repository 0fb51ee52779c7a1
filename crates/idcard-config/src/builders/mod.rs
pub mod config;
//! End-to-end scenarios: issuer -> devnet -> ledger.
//!
//! Accounts follow the default development mnemonic: #0 submits calls, #1
//! is a key the ledger does not trust and #2 is the authorizer.

use alloy_primitives::{address, Address, U256};
use async_trait::async_trait;
use idcard_account::{implementations::local::create_account, AccountService};
use idcard_auth::AuthorizationIssuer;
use idcard_chain::{implementations::local::LocalChain, ChainService};
use idcard_ledger::{CallContext, Deployment, IdentityCard, LedgerBuilder, LedgerError};
use idcard_storage::{
	implementations::{file::FileStorage, memory::MemoryStorage},
	StorageError, StorageInterface, StorageService,
};
use idcard_types::{
	AuthorizationScope, ConfigSchema, LedgerCall, LedgerEvent, Schema, SignedAuthorization,
	TokenId, ValidationError,
};
use std::sync::atomic::{AtomicBool, Ordering};
use std::sync::Arc;

const CALLER: Address = address!("f39Fd6e51aad88F6F4ce6aB8827279cffFb92266");
const OTHER_CALLER: Address = address!("90F79bf6EB2c4f870365E785982E1f101E93b906");
const AUTHORIZER: Address = address!("3C44CdDdB6a900fa2b585dd299e03d12FA4293BC");
const CONTRACT: Address = address!("5FbDB2315678afecb367f032d93F642f64180aa3");
const AUTHORIZER_KEY: &str = "0x5de4111afa1a4b94908f83103eb1f1706367c2e68ca870fc3fb9a804cdab365a";
const WRONG_KEY: &str = "0x59c6995e998f97a5a0044966f0945389dc9e86dae88c7a8412f4603b6b78690d";
const PRICE: u128 = 10_000_000_000_000_000;

fn account(key: &str) -> Arc<AccountService> {
	let config: toml::Value = toml::from_str(&format!("private_key = \"{}\"", key)).unwrap();
	Arc::new(AccountService::new(create_account(&config).unwrap()))
}

fn deployment() -> Deployment {
	Deployment {
		address: CONTRACT,
		chain_id: 31337,
		authorizer: AUTHORIZER,
		mint_price: U256::from(PRICE),
	}
}

struct Harness {
	chain: Arc<ChainService>,
	card: Arc<IdentityCard>,
	good: AuthorizationIssuer,
	bad: AuthorizationIssuer,
}

/// Signatures over one message from the authorizer and from the wrong key.
struct Sigs {
	correct: SignedAuthorization,
	wrong: SignedAuthorization,
}

impl Harness {
	async fn with_card(card: IdentityCard) -> Self {
		let chain = Arc::new(ChainService::new(Box::new(LocalChain::new(31337, 1_700_000_000, 1))));
		let card = Arc::new(card);
		chain.deploy(CONTRACT, card.clone()).await.unwrap();

		Self {
			good: AuthorizationIssuer::new(chain.clone(), account(AUTHORIZER_KEY), CONTRACT, 20),
			bad: AuthorizationIssuer::new(chain.clone(), account(WRONG_KEY), CONTRACT, 20),
			chain,
			card,
		}
	}

	async fn new() -> Self {
		Self::with_card(IdentityCard::deploy(deployment())).await
	}

	async fn make_sig(&self, sender: Address) -> Sigs {
		self.make_sig_with(sender, AuthorizationScope::Basic).await
	}

	async fn make_sig_with(&self, sender: Address, scope: AuthorizationScope) -> Sigs {
		let message = self.good.prepare(sender, scope).await.unwrap();
		Sigs {
			correct: self.good.sign(&message).await.unwrap(),
			wrong: self.bad.sign(&message).await.unwrap(),
		}
	}

	async fn ctx(&self, caller: Address, value: u128) -> CallContext {
		CallContext {
			caller,
			value: U256::from(value),
			block: self.chain.next_block().await.unwrap(),
		}
	}

	async fn mint(&self, auth: &SignedAuthorization) -> Result<TokenId, LedgerError> {
		self.mint_paying(auth, PRICE).await
	}

	async fn mint_paying(&self, auth: &SignedAuthorization, value: u128) -> Result<TokenId, LedgerError> {
		let ctx = self.ctx(CALLER, value).await;
		self.card
			.mint(ctx, auth.expire_block, &auth.signature, &auth.verification_id)
			.await
	}

	async fn burn(&self, auth: &SignedAuthorization) -> Result<TokenId, LedgerError> {
		let ctx = self.ctx(CALLER, 0).await;
		self.card
			.burn(ctx, auth.expire_block, &auth.signature, &auth.verification_id)
			.await
	}
}

#[tokio::test]
async fn mints_with_verification_id() {
	let h = Harness::new().await;
	let sigs = h
		.make_sig_with(
			CALLER,
			AuthorizationScope::Verified {
				verification_id: "verification_AbC".into(),
			},
		)
		.await;

	h.mint(&sigs.correct).await.unwrap();
	assert_eq!(h.card.balance_of(CALLER).await, 1);
	assert_eq!(h.card.get_verify_code_for_id(1).await, "verification_AbC");
}

#[tokio::test]
async fn signature_lifecycle() {
	let h = Harness::new().await;

	// sig 1: wrong signer cannot mint.
	let sig_1 = h.make_sig(CALLER).await;
	assert_eq!(h.card.balance_of(CALLER).await, 0);
	assert_eq!(h.mint(&sig_1.wrong).await, Err(LedgerError::InvalidSigner));
	assert_eq!(h.card.balance_of(CALLER).await, 0);

	// sig 2: authorizer signature mints.
	h.mint(&sig_1.correct).await.unwrap();
	assert_eq!(h.card.balance_of(CALLER).await, 1);

	// sig 3: the same signature is dead once the nonce moved.
	assert_eq!(h.mint(&sig_1.correct).await, Err(LedgerError::InvalidSigner));

	// sig 4: a fresh signature still cannot mint a second card.
	let second = h.make_sig(CALLER).await;
	let err = h.mint(&second.correct).await.unwrap_err();
	assert!(err.is_balance_class());
	assert!(err.reason().contains("Balance"));
	assert_eq!(h.card.balance_of(CALLER).await, 1);

	// sig 5: wrong signer cannot burn.
	let sig_2 = h.make_sig(CALLER).await;
	assert_eq!(h.burn(&sig_2.wrong).await, Err(LedgerError::InvalidSigner));

	// sig 6: authorizer signature burns.
	h.burn(&sig_2.correct).await.unwrap();
	assert_eq!(h.card.balance_of(CALLER).await, 0);

	// sig 7: mint again.
	let sig_3 = h.make_sig(CALLER).await;
	h.mint(&sig_3.correct).await.unwrap();
	assert_eq!(h.card.balance_of(CALLER).await, 1);

	// sig 8: replaying the mint signature as a burn fails on the nonce.
	assert_eq!(h.burn(&sig_3.correct).await, Err(LedgerError::InvalidSigner));

	// sig 9: fresh signature burns.
	assert_eq!(h.card.balance_of(CALLER).await, 1);
	let sig_4 = h.make_sig(CALLER).await;
	h.burn(&sig_4.correct).await.unwrap();
	assert_eq!(h.card.balance_of(CALLER).await, 0);

	// sig 10: nothing left to burn.
	let sig_5 = h.make_sig(CALLER).await;
	let err = h.burn(&sig_5.correct).await.unwrap_err();
	assert!(err.is_balance_class());
	assert!(err.reason().contains("balance"));

	// Successful calls: mint, burn, mint, burn.
	assert_eq!(h.card.get_nonce(CALLER).await, U256::from(4));
	assert_eq!(h.card.collected().await, U256::from(2 * PRICE));
}

#[tokio::test]
async fn saves_timestamps_and_verify_codes() {
	let h = Harness::new().await;
	let sigs = h.make_sig(CALLER).await;
	assert_eq!(h.card.get_verify_code_for_id(1).await, "");

	let ctx = h.ctx(CALLER, PRICE).await;
	h.card
		.mint(
			ctx,
			sigs.correct.expire_block,
			&sigs.correct.signature,
			&sigs.correct.verification_id,
		)
		.await
		.unwrap();

	assert_eq!(h.card.get_id_for_account(CALLER).await, 1);
	assert_eq!(h.card.get_verify_code_for_id(1).await, "");
	assert_eq!(h.card.get_timestamp_for_id(1).await, ctx.block.timestamp);
	assert_eq!(h.chain.block_number().await.unwrap(), ctx.block.number);
}

#[tokio::test]
async fn authorization_expires() {
	let h = Harness::new().await;
	let head = h.chain.block_number().await.unwrap();
	let sigs = h.make_sig(CALLER).await;
	assert_eq!(sigs.correct.expire_block, head + 20);

	// The next transaction lands in block head + 21.
	h.chain.mine(20).await.unwrap();
	assert_eq!(h.mint(&sigs.correct).await, Err(LedgerError::Expired));
	assert_eq!(h.card.get_nonce(CALLER).await, U256::ZERO);
}

#[tokio::test]
async fn authorization_valid_through_expire_block() {
	let h = Harness::new().await;
	let sigs = h.make_sig(CALLER).await;

	// The next transaction lands exactly in the expiry block.
	h.chain.mine(19).await.unwrap();
	h.mint(&sigs.correct).await.unwrap();
}

#[tokio::test]
async fn payment_below_price_is_refused() {
	let h = Harness::new().await;
	let sigs = h.make_sig(CALLER).await;

	assert_eq!(
		h.mint_paying(&sigs.correct, PRICE - 1).await,
		Err(LedgerError::InsufficientPayment)
	);
	assert_eq!(h.card.balance_of(CALLER).await, 0);

	// Overpaying is accepted and the whole value is kept.
	h.mint_paying(&sigs.correct, PRICE * 2).await.unwrap();
	assert_eq!(h.card.collected().await, U256::from(PRICE * 2));
}

#[tokio::test]
async fn authorization_is_bound_to_recipient() {
	let h = Harness::new().await;
	let sigs = h.make_sig(CALLER).await;

	let ctx = h.ctx(OTHER_CALLER, PRICE).await;
	assert_eq!(
		h.card
			.mint(ctx, sigs.correct.expire_block, &sigs.correct.signature, "")
			.await,
		Err(LedgerError::InvalidSigner)
	);
}

#[tokio::test]
async fn authorization_is_bound_to_contract_and_chain() {
	let h = Harness::new().await;
	let sigs = h.make_sig(CALLER).await;

	let elsewhere = IdentityCard::deploy(Deployment {
		address: address!("e7f1725E7734CE288F8367e1Bb143E90bb3F0512"),
		..deployment()
	});
	let other_chain = IdentityCard::deploy(Deployment {
		chain_id: 1,
		..deployment()
	});

	for card in [&elsewhere, &other_chain] {
		let ctx = h.ctx(CALLER, PRICE).await;
		assert_eq!(
			card.mint(ctx, sigs.correct.expire_block, &sigs.correct.signature, "")
				.await,
			Err(LedgerError::InvalidSigner)
		);
	}
}

#[tokio::test]
async fn concurrent_authorizations_race_on_nonce() {
	let h = Harness::new().await;
	let first = h.make_sig(CALLER).await;
	let second = h.make_sig(CALLER).await;

	h.mint(&first.correct).await.unwrap();

	// Issued for the same nonce; the first inclusion invalidated it.
	let sig_burn = second.correct;
	assert_eq!(h.burn(&sig_burn).await, Err(LedgerError::InvalidSigner));
}

#[tokio::test]
async fn events_follow_state_changes() {
	let h = Harness::new().await;
	let mut rx = h.card.event_bus().subscribe();

	let sigs = h.make_sig(CALLER).await;
	h.mint(&sigs.correct).await.unwrap();
	let _ = h.mint(&sigs.correct).await;

	match rx.recv().await.unwrap() {
		LedgerEvent::Minted {
			recipient,
			token_id,
			nonce,
			..
		} => {
			assert_eq!(recipient, CALLER);
			assert_eq!(token_id, 1);
			assert_eq!(nonce, U256::from(1));
		},
		other => panic!("unexpected event {:?}", other),
	}
	match rx.recv().await.unwrap() {
		LedgerEvent::Rejected { reason, .. } => assert_eq!(reason, "Invalid signer"),
		other => panic!("unexpected event {:?}", other),
	}
}

#[tokio::test]
async fn persisted_ledger_answers_same_reads() {
	let dir = tempfile::TempDir::new().unwrap();
	let storage = || {
		Arc::new(StorageService::new(Box::new(FileStorage::new(
			dir.path().to_path_buf(),
		))))
	};

	let card = LedgerBuilder::new(deployment())
		.with_storage(storage())
		.build()
		.await
		.unwrap();
	let h = Harness::with_card(card).await;
	let sigs = h
		.make_sig_with(
			CALLER,
			AuthorizationScope::Verified {
				verification_id: "kyc-42".into(),
			},
		)
		.await;
	h.mint(&sigs.correct).await.unwrap();
	let before = h.card.snapshot().await;

	let restored = LedgerBuilder::new(deployment())
		.with_storage(storage())
		.build()
		.await
		.unwrap();
	assert_eq!(restored.snapshot().await, before);
	assert_eq!(restored.balance_of(CALLER).await, 1);
	assert_eq!(restored.get_nonce(CALLER).await, U256::from(1));
	assert_eq!(restored.get_verify_code_for_id(1).await, "kyc-42");
	assert_eq!(
		restored.get_timestamp_for_id(1).await,
		h.card.get_timestamp_for_id(1).await
	);

	// The used signature stays dead after the restart.
	let ctx = h.ctx(CALLER, PRICE).await;
	assert_eq!(
		restored
			.mint(
				ctx,
				sigs.correct.expire_block,
				&sigs.correct.signature,
				&sigs.correct.verification_id
			)
			.await,
		Err(LedgerError::InvalidSigner)
	);
}

/// Memory storage whose writes fail while `failing` is set.
struct FlakyStorage {
	inner: MemoryStorage,
	failing: Arc<AtomicBool>,
}

struct NoSchema;

impl ConfigSchema for NoSchema {
	fn validate(&self, config: &toml::Value) -> Result<(), ValidationError> {
		Schema::new(vec![], vec![]).validate(config)
	}
}

#[async_trait]
impl StorageInterface for FlakyStorage {
	async fn get_bytes(&self, key: &str) -> Result<Vec<u8>, StorageError> {
		self.inner.get_bytes(key).await
	}

	async fn set_bytes(&self, key: &str, value: Vec<u8>) -> Result<(), StorageError> {
		if self.failing.load(Ordering::SeqCst) {
			return Err(StorageError::Backend("disk full".into()));
		}
		self.inner.set_bytes(key, value).await
	}

	fn config_schema(&self) -> Box<dyn ConfigSchema> {
		Box::new(NoSchema)
	}
}

#[tokio::test]
async fn failed_save_reverts_and_is_reported() {
	let failing = Arc::new(AtomicBool::new(false));
	let storage = Arc::new(StorageService::new(Box::new(FlakyStorage {
		inner: MemoryStorage::new(),
		failing: failing.clone(),
	})));
	let card = LedgerBuilder::new(deployment())
		.with_storage(storage)
		.build()
		.await
		.unwrap();
	let h = Harness::with_card(card).await;
	let mut rx = h.card.event_bus().subscribe();

	// Mint while the backend refuses writes.
	let mint_sigs = h.make_sig(CALLER).await;
	failing.store(true, Ordering::SeqCst);
	let err = h.mint(&mint_sigs.correct).await.unwrap_err();
	assert!(matches!(err, LedgerError::Persistence(_)));
	assert_eq!(err.reason(), "Persistence failed");
	assert_eq!(h.card.get_nonce(CALLER).await, U256::ZERO);
	assert_eq!(h.card.balance_of(CALLER).await, 0);
	assert_eq!(h.card.collected().await, U256::ZERO);
	match rx.recv().await.unwrap() {
		LedgerEvent::Rejected {
			recipient,
			call,
			reason,
		} => {
			assert_eq!(recipient, CALLER);
			assert_eq!(call, LedgerCall::Mint);
			assert_eq!(reason, "Persistence failed");
		},
		other => panic!("unexpected event {:?}", other),
	}

	// The nonce did not move, so the same signature still works.
	failing.store(false, Ordering::SeqCst);
	assert_eq!(h.mint(&mint_sigs.correct).await, Ok(1));
	assert!(matches!(rx.recv().await.unwrap(), LedgerEvent::Minted { .. }));

	// Burn hits the same path.
	let burn_sigs = h.make_sig(CALLER).await;
	failing.store(true, Ordering::SeqCst);
	assert!(matches!(
		h.burn(&burn_sigs.correct).await,
		Err(LedgerError::Persistence(_))
	));
	assert_eq!(h.card.get_nonce(CALLER).await, U256::from(1));
	assert_eq!(h.card.balance_of(CALLER).await, 1);
	match rx.recv().await.unwrap() {
		LedgerEvent::Rejected { call, reason, .. } => {
			assert_eq!(call, LedgerCall::Burn);
			assert_eq!(reason, "Persistence failed");
		},
		other => panic!("unexpected event {:?}", other),
	}
}
//! Storage module for the IdentityCard system.
//!
//! Persists ledger snapshots and issued authorizations as JSON documents
//! addressed by a typed namespace (`StorageKey`) and an id. Backends only
//! deal in bytes; `StorageService` does the (de)serialisation.

use async_trait::async_trait;
use idcard_types::{ConfigSchema, ImplementationRegistry, StorageKey};
use serde::{de::DeserializeOwned, Serialize};
use thiserror::Error;

/// Re-export implementations
pub mod implementations {
	pub mod file;
	pub mod memory;
}

/// Errors that can occur during storage operations.
#[derive(Debug, Error)]
pub enum StorageError {
	/// Error that occurs when a requested item is not found.
	#[error("Not found")]
	NotFound,
	/// Error that occurs during serialization/deserialization.
	#[error("Serialization error: {0}")]
	Serialization(String),
	/// Error that occurs in the storage backend.
	#[error("Backend error: {0}")]
	Backend(String),
	/// Error that occurs during configuration validation.
	#[error("Configuration error: {0}")]
	Configuration(String),
}

/// Low-level byte store implemented by every backend.
///
/// Keys have the form `"<namespace>:<id>"`.
#[async_trait]
pub trait StorageInterface: Send + Sync {
	/// Retrieves raw bytes for the given key.
	async fn get_bytes(&self, key: &str) -> Result<Vec<u8>, StorageError>;

	/// Stores raw bytes, replacing any previous value.
	async fn set_bytes(&self, key: &str, value: Vec<u8>) -> Result<(), StorageError>;

	/// Returns the configuration schema for validation.
	fn config_schema(&self) -> Box<dyn ConfigSchema>;
}

/// Type alias for storage factory functions.
pub type StorageFactory = fn(&toml::Value) -> Result<Box<dyn StorageInterface>, StorageError>;

/// Registry trait for storage implementations.
pub trait StorageRegistry: ImplementationRegistry<Factory = StorageFactory> {}

/// Get all registered storage implementations as (name, factory) pairs.
pub fn get_all_implementations() -> Vec<(&'static str, StorageFactory)> {
	use implementations::{file, memory};

	vec![
		(file::Registry::NAME, file::Registry::factory()),
		(memory::Registry::NAME, memory::Registry::factory()),
	]
}

fn storage_key(namespace: StorageKey, id: &str) -> String {
	format!("{}:{}", namespace.as_str(), id)
}

/// Typed JSON storage on top of a byte backend.
pub struct StorageService {
	backend: Box<dyn StorageInterface>,
}

impl StorageService {
	pub fn new(backend: Box<dyn StorageInterface>) -> Self {
		Self { backend }
	}

	/// Stores `data` under `namespace:id`, creating or overwriting it.
	pub async fn store<T: Serialize>(
		&self,
		namespace: StorageKey,
		id: &str,
		data: &T,
	) -> Result<(), StorageError> {
		let bytes =
			serde_json::to_vec(data).map_err(|e| StorageError::Serialization(e.to_string()))?;
		self.backend.set_bytes(&storage_key(namespace, id), bytes).await
	}

	/// Retrieves and deserializes `namespace:id`.
	pub async fn retrieve<T: DeserializeOwned>(
		&self,
		namespace: StorageKey,
		id: &str,
	) -> Result<T, StorageError> {
		let bytes = self.backend.get_bytes(&storage_key(namespace, id)).await?;
		serde_json::from_slice(&bytes).map_err(|e| StorageError::Serialization(e.to_string()))
	}

	/// Like [`Self::retrieve`] but maps `NotFound` to `None`.
	pub async fn retrieve_optional<T: DeserializeOwned>(
		&self,
		namespace: StorageKey,
		id: &str,
	) -> Result<Option<T>, StorageError> {
		match self.retrieve(namespace, id).await {
			Ok(value) => Ok(Some(value)),
			Err(StorageError::NotFound) => Ok(None),
			Err(e) => Err(e),
		}
	}
}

+++

--- WORK REQUEST ---
In the listing above, transcribe exactly everything from the line containing "id. Backends only" down to the line containing "pub mod file;", including both and nothing more.

--- SOLUTION TO THIS EXERCISE ---
//! addressed by a typed namespace (`StorageKey`) and an id. Backends only
//! deal in bytes; `StorageService` does the (de)serialisation.

use async_trait::async_trait;
use idcard_types::{ConfigSchema, ImplementationRegistry, StorageKey};
use serde::{de::DeserializeOwned, Serialize};
use thiserror::Error;

/// Re-export implementations
pub mod implementations {
	pub mod file;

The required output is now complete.